8. Vulnerable Workers and Enforcement

        There was a great deal of focus on vulnerable workers by the Labour Government in
        the last 4 years and several initiatives; the Gangmasters Licensing Authority,
        increasing the number of minimum wage and agency inspectors, a shared
        enforcement telephone help line and great inter-agency co-operation to share
        information on bad practise and to enable third parties like unions to get involved
        with complaints without violating data protection and other regulations.

        The Pay and Work Rights helpline (0800 917 2368) launched in September 2009
        covers:

        National Minimum Wage


UNISON submission to Low Pay Commission 2010   11
        Agricultural Minimum Wage
        Working Time (48 hour average working week)
        Employment agency standards
        Gangmaster licensing

        Previously, five separate departments handled these queries, advise and possible
        complaints.

        We regret that the Coalition Government is seeking to end the Agricultural
        Minimum Wage system.

        In addition the Employment Act 2008 increased NMW penalties for employers and a
        fair arrears system for workers who had not received the minimum wage.

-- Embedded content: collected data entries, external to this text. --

//! The instantiated nat VM and its entry points.
//!
//! All calls here are synchronous and assume the caller already holds the
//! call lock. Pointer results are copied out of linear memory before the next
//! call can overwrite them.

use crate::host::{create_linker, NatHostState};
use crate::memory::{self, GuestMemory};
use crate::output::OutputMux;
use crate::response::Response;
use crate::{Result, RuntimeError};
use std::path::Path;
use std::sync::Arc;
use tracing::{debug, warn};
use wasmtime::{Engine, Instance, Memory, Module, Store, TypedFunc};

/// Export names of the module ABI.
pub mod exports {
    pub const MEMORY: &str = "memory";
    pub const MALLOC: &str = "malloc";
    pub const FREE: &str = "free";
    pub const INIT: &str = "vmInit_wasm";
    pub const INTERPRET: &str = "vmInterpretEntrypoint_wasm";
    pub const GENERATE: &str = "vmGenerate_wasm";
    pub const TYPESET: &str = "vmTypesetModule_wasm";
    pub const COMPILE: &str = "vmCompile_wasm";
    pub const FREE_RESULT: &str = "vmFree_wasm";
}

/// A live module instance.
pub struct NatInstance {
    store: Store<NatHostState>,
    memory: Memory,
    malloc_func: TypedFunc<i32, i32>,
    free_func: TypedFunc<i32, ()>,
    init_func: Option<TypedFunc<(), ()>>,
    interpret_func: Option<TypedFunc<i32, i32>>,
    generate_func: Option<TypedFunc<i32, i32>>,
    typeset_func: Option<TypedFunc<i32, i32>>,
    compile_func: Option<TypedFunc<(i32, i32, i32), i32>>,
    free_result_func: Option<TypedFunc<(), ()>>,
}

impl NatInstance {
    /// Instantiate `module` with its filesystem rooted at `sandbox`.
    pub fn instantiate(
        engine: &Engine,
        module: &Module,
        sandbox: &Path,
        output: Arc<OutputMux>,
    ) -> Result<Self> {
        let linker = create_linker(engine)?;
        let mut store = Store::new(engine, NatHostState::new(output, sandbox)?);
        let instance = linker
            .instantiate(&mut store, module)
            .map_err(|e| RuntimeError::Instantiation(e.to_string()))?;

        let memory = instance
            .get_memory(&mut store, exports::MEMORY)
            .ok_or_else(|| RuntimeError::InvalidModule("memory export not found".to_string()))?;

        let malloc_func = required(&instance, &mut store, exports::MALLOC)?;
        let free_func = required(&instance, &mut store, exports::FREE)?;

        let init_func = optional(&instance, &mut store, exports::INIT);
        let interpret_func = optional(&instance, &mut store, exports::INTERPRET);
        let generate_func = optional(&instance, &mut store, exports::GENERATE);
        let typeset_func = optional(&instance, &mut store, exports::TYPESET);
        let compile_func = optional(&instance, &mut store, exports::COMPILE);
        let free_result_func = optional(&instance, &mut store, exports::FREE_RESULT);

        Ok(Self {
            store,
            memory,
            malloc_func,
            free_func,
            init_func,
            interpret_func,
            generate_func,
            typeset_func,
            compile_func,
            free_result_func,
        })
    }

    /// Reset the VM's interpretation and generation state.
    pub fn init(&mut self) -> Result<()> {
        let func = entry(&self.init_func, exports::INIT)?;
        debug!("Calling {}", exports::INIT);
        func.call(&mut self.store, ())?;
        Ok(())
    }

    /// Run the module at `path` once and decode its envelope.
    pub fn interpret(&mut self, path: &str) -> Result<Response> {
        let func = entry(&self.interpret_func, exports::INTERPRET)?;
        let ptr = self.call_with_path(&func, exports::INTERPRET, path)?;
        memory::decode_envelope(self.data(), ptr)
    }

    /// Pull the next generated envelope for `path`.
    pub fn generate_next(&mut self, path: &str) -> Result<Response> {
        let func = entry(&self.generate_func, exports::GENERATE)?;
        let ptr = self.call_with_path(&func, exports::GENERATE, path)?;
        memory::decode_envelope(self.data(), ptr)
    }

    /// Typeset the module at `path`. `None` when the module returns null.
    pub fn typeset(&mut self, path: &str) -> Result<Option<String>> {
        let func = entry(&self.typeset_func, exports::TYPESET)?;
        let ptr = self.call_with_path(&func, exports::TYPESET, path)?;
        if ptr == 0 {
            return Ok(None);
        }
        memory::read_cstring(self.data(), ptr).map(Some)
    }

    /// Compile `source` as the module at `path`, returning the status code.
    ///
    /// The compiled result is written through `nat.print`, not returned.
    pub fn compile(&mut self, path: &str, source: &str) -> Result<i32> {
        let func = entry(&self.compile_func, exports::COMPILE)?;
        let argv = memory::encode_string_array(self, &[path, source])?;
        let path_ptr = argv.get(0).unwrap_or(0);

        debug!(path, argc = argv.len(), "Calling {}", exports::COMPILE);
        let result = func.call(
            &mut self.store,
            (path_ptr as i32, argv.base() as i32, argv.len() as i32),
        );

        if let Err(e) = argv.free(self) {
            warn!(error = %e, "Failed to free compile arguments");
        }
        Ok(result?)
    }

    /// Release the VM's last result buffers.
    pub fn free_result(&mut self) -> Result<()> {
        let func = entry(&self.free_result_func, exports::FREE_RESULT)?;
        debug!("Calling {}", exports::FREE_RESULT);
        func.call(&mut self.store, ())?;
        Ok(())
    }

    /// Size of linear memory in bytes.
    pub fn memory_size(&self) -> usize {
        self.memory.data_size(&self.store)
    }

    fn call_with_path(&mut self, func: &TypedFunc<i32, i32>, name: &str, path: &str) -> Result<u32> {
        let path_ptr = memory::write_cstring(self, path)?;

        debug!(path, "Calling {}", name);
        let result = func.call(&mut self.store, path_ptr as i32);

        if let Err(e) = self.dealloc(path_ptr) {
            warn!(error = %e, "Failed to free path argument");
        }
        Ok(result? as u32)
    }
}

impl std::fmt::Debug for NatInstance {
    fn fmt(&self, f: &mut std::fmt::Formatter<'_>) -> std::fmt::Result {
        f.debug_struct("NatInstance")
            .field("memory_size", &self.memory_size())
            .field("init", &self.init_func.is_some())
            .field("interpret", &self.interpret_func.is_some())
            .field("generate", &self.generate_func.is_some())
            .field("typeset", &self.typeset_func.is_some())
            .field("compile", &self.compile_func.is_some())
            .field("free_result", &self.free_result_func.is_some())
            .finish()
    }
}

impl GuestMemory for NatInstance {
    fn data(&self) -> &[u8] {
        self.memory.data(&self.store)
    }

    fn data_mut(&mut self) -> &mut [u8] {
        self.memory.data_mut(&mut self.store)
    }

    fn alloc(&mut self, size: u32) -> Result<u32> {
        let ptr = self.malloc_func.call(&mut self.store, size as i32)?;
        if ptr == 0 {
            return Err(RuntimeError::Memory(format!(
                "module failed to allocate {} bytes",
                size
            )));
        }
        Ok(ptr as u32)
    }

    fn dealloc(&mut self, ptr: u32) -> Result<()> {
        self.free_func.call(&mut self.store, ptr as i32)?;
        Ok(())
    }
}

fn required<P, R>(instance: &Instance, store: &mut Store<NatHostState>, name: &str) -> Result<TypedFunc<P, R>>
where
    P: wasmtime::WasmParams,
    R: wasmtime::WasmResults,
{
    instance
        .get_typed_func(store, name)
        .map_err(|e| RuntimeError::InvalidModule(format!("{}: {}", name, e)))
}

fn optional<P, R>(instance: &Instance, store: &mut Store<NatHostState>, name: &str) -> Option<TypedFunc<P, R>>
where
    P: wasmtime::WasmParams,
    R: wasmtime::WasmResults,
{
    let func = instance.get_typed_func(store, name).ok();
    if func.is_none() {
        warn!(function = name, "Entry point not found in WASM module");
    }
    func
}

fn entry<P, R>(func: &Option<TypedFunc<P, R>>, name: &str) -> Result<TypedFunc<P, R>>
where
    P: wasmtime::WasmParams,
    R: wasmtime::WasmResults,
{
    func.clone()
        .ok_or_else(|| RuntimeError::FunctionNotFound(name.to_string()))
}

#[cfg(test)]
mod tests {
    use super::*;
    use crate::output::OutputStream;

    const STUB: &str = include_str!("../tests/fixtures/nat_stub.wat");
    const BARE: &str = r#"(module (memory (export "memory") 1))"#;

    fn instance(wat: &str) -> (NatInstance, Arc<OutputMux>, tempfile::TempDir) {
        let engine = Engine::default();
        let module = Module::new(&engine, wat).unwrap();
        let dir = tempfile::tempdir().unwrap();
        let output = Arc::new(OutputMux::new());
        let vm = NatInstance::instantiate(&engine, &module, dir.path(), output.clone()).unwrap();
        (vm, output, dir)
    }

    #[test]
    fn test_missing_allocator_is_invalid() {
        let engine = Engine::default();
        let module = Module::new(&engine, BARE).unwrap();
        let dir = tempfile::tempdir().unwrap();
        let result = NatInstance::instantiate(&engine, &module, dir.path(), Arc::new(OutputMux::new()));
        assert!(matches!(result, Err(RuntimeError::InvalidModule(_))));
    }

    #[test]
    fn test_interpret_decodes_envelope_and_prints_path() {
        let (mut vm, output, _dir) = instance(STUB);
        let capture = output.capture(OutputStream::Stdout);

        let resp = vm.interpret("a/b").unwrap();
        assert_eq!(resp, Response::string(true, "success"));
        assert_eq!(capture.finish(), vec!["a/b"]);
    }

    #[test]
    fn test_debug_lists_entry_points() {
        let (vm, _output, _dir) = instance(STUB);
        let shown = format!("{:?}", vm);
        assert!(shown.starts_with("NatInstance"));
        assert!(shown.contains("memory_size: 65536"));
        assert!(shown.contains("compile: true"));
    }

    #[test]
    fn test_typeset_null_result() {
        let (mut vm, _output, _dir) = instance(STUB);
        assert_eq!(vm.typeset("doc").unwrap().as_deref(), Some("$x^2$"));
        assert_eq!(vm.typeset("xfail").unwrap(), None);
    }

    #[test]
    fn test_compile_status() {
        let (mut vm, output, _dir) = instance(STUB);

        let capture = output.capture(OutputStream::Stderr);
        assert_ne!(vm.compile("foo", "let z = [1 3 4;").unwrap(), 0);
        assert_eq!(capture.finish(), vec!["unbalanced brackets"]);

        let capture = output.capture(OutputStream::Stdout);
        assert_eq!(vm.compile("foo", "let z = [1 3 4];").unwrap(), 0);
        assert_eq!(capture.finish().len(), 2);
    }
}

        The TUC’s Commission on Vulnerable Employment (COVE) had had a very hard
        hitting report in 2008 that had helped to strengthen the Labour Government’s
        resolve in this area.

        The third round of the Union Modernisation Fund concentrated on supporting
        vulnerable workers, and UNISON was awarded funds in September 2009 to help
        migrant workers in the outsourced public services area.

        Migrant workers are particularly at risk. Evidence collected by UNISON and London
        Citizens reinforces the conclusion that unscrupulous employers and employment
        agencies are continuing to take advantage of migrant workers despite the
        strengthening of enforcement measures in this area. Typical problems reported are
        the low wages, unclear pay slips, unauthorised deductions and corrections on pay
        slips. This is leaving aside workers in the undocumented economy. UNISON’s UMF-
        funded Hidden Workforce project has focused attention on the problems routine
        faced by the UK’s 2 million vulnerable workers. A range of case studies can be found
        at: http://www.unison.org.uk/hiddenworkforce/docs_list.asp


        The most significant legislative advance to aid low paid workers recently has been
        the finalisation of the regulations implementing the EU agency workers directive
        which will give rights to equal treatment in basic pay and conditions after 12 weeks.
        Unfortunately implementation has been scheduled for October 2011 not sooner.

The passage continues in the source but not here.